Korea was under the so-called “Japanization” spook throughout last year. Both inflation and growth were low, and snowballing public debt cast a gloom over the economy. Leaders, including the president and deputy prime minister for the economy, joined the frightening mantra that we were heading for decades of stagnation. Despite all the alarms, no substantial actions were taken. Instead, we could not hide our envy as we watched Japan come out the other side of the depression tunnel.
Another specter is taking shape. This year, we may hear a lot about “Hellenization” - or the prospect of becoming another Greece. With much anticipated and needed reform in the public employees’ pension program stumbling, the possibility may not be entirely overblown. We were utterly disappointed at the outcome after all the cries and promises of reform from the president.
What has led to the economic mess in Greece? Some point to the deficit-ridden 2004 Athens Olympics and others to a slack and rash monetary union or rampant corruption. A myriad of dysfunctions and problems led to its crisis. Some also cite excessive social welfare as one reason, but that is not entirely correct. It is more of a plethora of preferential welfare. At the heart of the Greek problems lie government employees.
Greece’s spending on social welfare was 20.6 percent of its gross domestic product in 2007, before the global economy was swept up in a financial crisis that took a heavier toll on countries with high public debt. Greece’s share of welfare spending was higher than ours (10.4 percent), but sharply lower than France (34.9 percent), Britain (25.9 percent) and the average of 27 eurozone countries (26.9 percent). Its spending pales when compared to northern European countries that set aside a third of their budgets for social welfare. So it is wrong to blame Greek troubles on excessive social welfare. There is a deeper cause.

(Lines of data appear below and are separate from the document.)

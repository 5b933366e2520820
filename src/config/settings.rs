//! Application configuration loading and validation.
//!
//! Provides the [`Settings`] struct that aggregates database, cache and
//! logging settings. Configuration is read from an optional TOML file, with
//! environment variable overrides for connection credentials.
//!
//! # Example
//!
//! ```no_run
//! use argdb::config::Settings;
//!
//! fn main() -> Result<(), Box<dyn std::error::Error>> {
//!     let settings = Settings::load("argdb.toml")?;
//!     settings.init_logging();
//!     Ok(())
//! }
//! ```

use std::path::Path;

use serde::Deserialize;

use super::cache::CacheSettings;
use super::database::DatabaseSettings;
use super::logging::LoggingConfig;
use crate::error::{ConfigError, Result};

/// Main application configuration.
#[derive(Debug, Clone, Default, Deserialize)]
pub struct Settings {
    /// Connection and pool settings.
    #[serde(default)]
    pub database: DatabaseSettings,

    /// Split query cache.
    #[serde(default)]
    pub cache: CacheSettings,

    /// Logging and tracing configuration.
    #[serde(default)]
    pub logging: LoggingConfig,
}

impl Settings {
    /// Parse configuration from TOML content.
    ///
    /// Environment overrides are not applied here; see [`Settings::load`].
    ///
    /// # Errors
    ///
    /// Returns an error if the TOML is malformed or validation fails.
    #[allow(clippy::result_large_err)]
    pub fn parse_toml(content: &str) -> Result<Self> {
        let settings: Self = toml::from_str(content).map_err(ConfigError::Parse)?;
        settings.validate()?;
        Ok(settings)
    }

    /// Load configuration from a TOML file and apply environment overrides.
    ///
    /// A missing file is not an error: defaults are used so that a bare
    /// `DATABASE_URL` is enough to connect.
    ///
    /// # Errors
    ///
    /// Returns an error if the file exists but cannot be read, is malformed,
    /// or fails validation.
    #[allow(clippy::result_large_err)]
    pub fn load<P: AsRef<Path>>(path: P) -> Result<Self> {
        let path = path.as_ref();
        let mut settings = if path.exists() {
            let content = std::fs::read_to_string(path).map_err(ConfigError::ReadFile)?;
            Self::parse_toml(&content)?
        } else {
            Self::default()
        };
        settings.database.apply_env();
        Ok(settings)
    }

    /// Validate configuration values.
    #[allow(clippy::result_large_err)]
    fn validate(&self) -> Result<()> {
        self.database.validate()?;

        match self.logging.format.as_str() {
            "pretty" | "json" => {}
            other => {
                return Err(ConfigError::InvalidValue {
                    field: "logging.format",
                    reason: format!("expected \"pretty\" or \"json\", got \"{other}\""),
                }
                .into());
            }
        }

        if self.cache.enabled && self.cache.dir.as_os_str().is_empty() {
            return Err(ConfigError::MissingField { field: "cache.dir" }.into());
        }
        Ok(())
    }

    /// Initialize logging with the configured settings.
    pub fn init_logging(&self) {
        self.logging.init();
    }
}

#[cfg(test)]
mod tests {
    use super::*;
    use crate::error::Error;

    #[test]
    fn empty_document_uses_defaults() {
        let settings = Settings::parse_toml("").unwrap();
        assert_eq!(settings.database.host, "argumentmining.ddns.net");
        assert_eq!(settings.database.port, 3306);
        assert_eq!(settings.database.name, "argument-mining");
        assert_eq!(settings.database.pool_size, 5);
        assert!(settings.database.pre_ping);
        assert!(settings.cache.enabled);
        assert_eq!(settings.logging.level, "info");
    }

    #[test]
    fn parses_all_sections() {
        let toml = r#"
[database]
url = "sqlite://argdb.db"
pool_size = 2
connect_timeout_secs = 5
pre_ping = false

[cache]
enabled = false
dir = "/tmp/argdb-cache"

[logging]
level = "debug"
format = "json"
"#;
        let settings = Settings::parse_toml(toml).unwrap();
        assert_eq!(settings.database.url.as_deref(), Some("sqlite://argdb.db"));
        assert_eq!(settings.database.pool_size, 2);
        assert!(!settings.database.pre_ping);
        assert!(!settings.cache.enabled);
        assert_eq!(settings.cache.dir, Path::new("/tmp/argdb-cache"));
        assert_eq!(settings.logging.format, "json");
    }

    #[test]
    fn rejects_unknown_log_format() {
        let result = Settings::parse_toml("[logging]\nformat = \"xml\"\n");
        assert!(matches!(
            result,
            Err(Error::Config(ConfigError::InvalidValue {
                field: "logging.format",
                ..
            }))
        ));
    }

    #[test]
    fn rejects_malformed_toml() {
        let result = Settings::parse_toml("[database\nurl = ");
        assert!(matches!(result, Err(Error::Config(ConfigError::Parse(_)))));
    }

    #[test]
    fn rejects_zero_timeout() {
        let result = Settings::parse_toml("[database]\nconnect_timeout_secs = 0\n");
        assert!(matches!(
            result,
            Err(Error::Config(ConfigError::InvalidValue {
                field: "connect_timeout_secs",
                ..
            }))
        ));
    }
}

Government employees are the culprit. The Greek legislative body is comprised of multiple parties. Political power is divided among two major ones and three smaller ones. The political landscape changes after every election. Due to longstanding apathy and distrust of politics, voter turnout hovers below 50 percent. Whoever has the most loyal and organized voting base becomes the winner under such a weak structure. And who better fits that category than government employees? It is why Greek politicians mostly campaign to win the votes of government employees.
Greek government employees enjoy the best perks and working conditions in the world. They report to work at 8.30 a.m. and go home at 2:30 in the afternoon. Because people rarely come to work on time, those who do are entitled to additional pay. Monthly salaries to 850,000 government employees take up over 50 percent of the country’s GDP.

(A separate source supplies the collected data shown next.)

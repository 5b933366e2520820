//! Persistence operations used by queries and importers.
//!
//! [`ArgumentStore`] is implemented by [`crate::db::Session`] against the
//! real database and by [`MemoryStore`] for tests.

pub mod memory;

use serde::{Deserialize, Serialize};

use crate::error::Result;
use crate::model::{
    Adu, AduId, Domain, NewAdu, NewDomain, NewRelationship, RelationCategory, Relationship,
};

pub use memory::MemoryStore;

/// A premise ADU together with the link to the claim it argues about.
#[derive(Debug, Clone, PartialEq, Eq)]
pub struct LinkedPremise {
    pub premise: Adu,
    pub category: RelationCategory,
    pub claim_id: AduId,
}

/// Row counts per table and ADU kind.
#[derive(Debug, Clone, Copy, Default, PartialEq, Eq, Serialize, Deserialize)]
pub struct CorpusCounts {
    pub domains: i64,
    pub claims: i64,
    pub premises: i64,
    pub relationships: i64,
}

/// Storage operations for the argument-mining schema.
pub trait ArgumentStore {
    /// All domains, ordered by id.
    fn domains(&mut self) -> Result<Vec<Domain>>;

    /// Look up a domain by its name.
    fn domain_by_name(&mut self, name: &str) -> Result<Option<Domain>>;

    /// Insert domains. Returns the number of rows inserted.
    fn insert_domains(&mut self, domains: &[NewDomain]) -> Result<usize>;

    /// All ADUs, ordered by id.
    fn adus(&mut self) -> Result<Vec<Adu>>;

    /// Look up an ADU by id.
    fn find_adu(&mut self, id: AduId) -> Result<Option<Adu>>;

    /// Insert one ADU and return it with its assigned id.
    fn insert_adu(&mut self, adu: &NewAdu) -> Result<Adu>;

    /// Insert ADUs. Returns the number of rows inserted.
    fn insert_adus(&mut self, adus: &[NewAdu]) -> Result<usize>;

    /// Number of claim ADUs.
    fn count_claims(&mut self) -> Result<i64>;

    /// Claims ordered by id, skipping `offset` and returning at most `limit`.
    fn claims_page(&mut self, offset: i64, limit: i64) -> Result<Vec<Adu>>;

    /// Premises linked to any of `claim_ids`, ordered by relationship id
    /// within each claim.
    fn premises_for_claims(&mut self, claim_ids: &[AduId]) -> Result<Vec<LinkedPremise>>;

    /// All relationships, ordered by id.
    fn relationships(&mut self) -> Result<Vec<Relationship>>;

    /// Insert one relationship and return it with its assigned id.
    fn insert_relationship(&mut self, relationship: &NewRelationship) -> Result<Relationship>;

    /// Insert relationships. Returns the number of rows inserted.
    fn insert_relationships(&mut self, relationships: &[NewRelationship]) -> Result<usize>;

    /// Row counts for a quick overview.
    fn counts(&mut self) -> Result<CorpusCounts>;

    /// Run `f` as one unit: all of its writes are kept if it returns `Ok`
    /// and none of them if it returns `Err`.
    fn in_transaction<T, F>(&mut self, f: F) -> Result<T>
    where
        Self: Sized,
        F: FnOnce(&mut Self) -> Result<T>;
}
//! Handler for the `import` command group.

use serde_json::json;

use crate::cli::command::{ArgsMeArgs, IbmArgs, ImportCommand};
use crate::cli::output;
use crate::config::Settings;
use crate::db;
use crate::error::Result;
use crate::ingest::{args_me, ibm, ImportSummary};

/// Execute an `import` subcommand.
pub fn execute(settings: &Settings, command: &ImportCommand) -> Result<()> {
    match command {
        ImportCommand::ArgsMe(args) => import_args_me(settings, args),
        ImportCommand::Ibm(args) => import_ibm(settings, args),
    }
}

fn import_args_me(settings: &Settings, args: &ArgsMeArgs) -> Result<()> {
    let engine = db::get_engine(&settings.database)?;
    output::action("Reading", &args.file.display().to_string());
    let arguments = args_me::load(&args.file)?;

    output::action("Importing", &format!("{} arguments", arguments.len()));
    let summary = db::get_db_session(&engine, |session| {
        args_me::import(session, &arguments, args.batch_size)
    })?;
    report("import.args_me", &summary);
    Ok(())
}

fn import_ibm(settings: &Settings, args: &IbmArgs) -> Result<()> {
    let engine = db::get_engine(&settings.database)?;
    output::action("Reading", &args.file.display().to_string());
    let records = ibm::load(&args.file)?;

    output::action("Importing", &format!("{} rows", records.len()));
    let summary = db::get_db_session(&engine, |session| ibm::import(session, &records))?;
    report("import.ibm", &summary);
    Ok(())
}

fn report(command: &str, summary: &ImportSummary) {
    if output::is_json() {
        output::json_output(json!({
            "command": command,
            "summary": summary,
        }));
        return;
    }

    output::field("domains", summary.domains);
    output::field("adus", summary.adus);
    output::field("relationships", summary.relationships);
    if summary.skipped > 0 {
        output::warning(&format!("{} item(s) skipped", summary.skipped));
    }
    output::success("Import complete");
}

One in 10 working people is on the state payroll - five times the number in Britain. They get the equivalent of 14 months pay a year and enjoy a paid break for at least a month. At 58, they retire and receive pensions amounting to 98 percent of what they earned when working.
Greece joined the ranks of welfare states because of its generous pension system for government employees. But the benefits are strictly limited to government employees. The European Union and International Monetary Fund demanded a scaling back of the number of government employees and pension system as a condition for bailout funds.
If the compensation for government employees is not corrected, no bailout can save Greece. The opposition to reform plans largely comes from government employees. The country is in disarray because government employees and general masses are forever blaming each other for the fiscal mess.
Are we any different? There are 1.1 million government employees, about 6 percent of the working population. Some may argue that the number is an affordable size. They do not enjoy benefits comparable to those of their Greek counterparts. But history repeats itself because lessons are not learned. If there is enough money in the coffers, extra spending might be permissible.
But the problem is that Korea cannot afford such extravagance. If the universal welfare programs that sprawled during the last elections are sustained, Korea will exceed Greece’s welfare spending in two decades. If the government employees’ pension scheme is kept as it is under the feigned redesign outline, it would demand 1,654 trillion won ($1,518 billion) from tax funds to make up for the losses over the next 70 years. Korean taxpayers could go poor trying to support retired government employees. Going down the Greek path will lead to a doom of our own.
JoongAng Ilbo, May 7, Page 34
*The author is an editorial writer of the JoongAng Ilbo.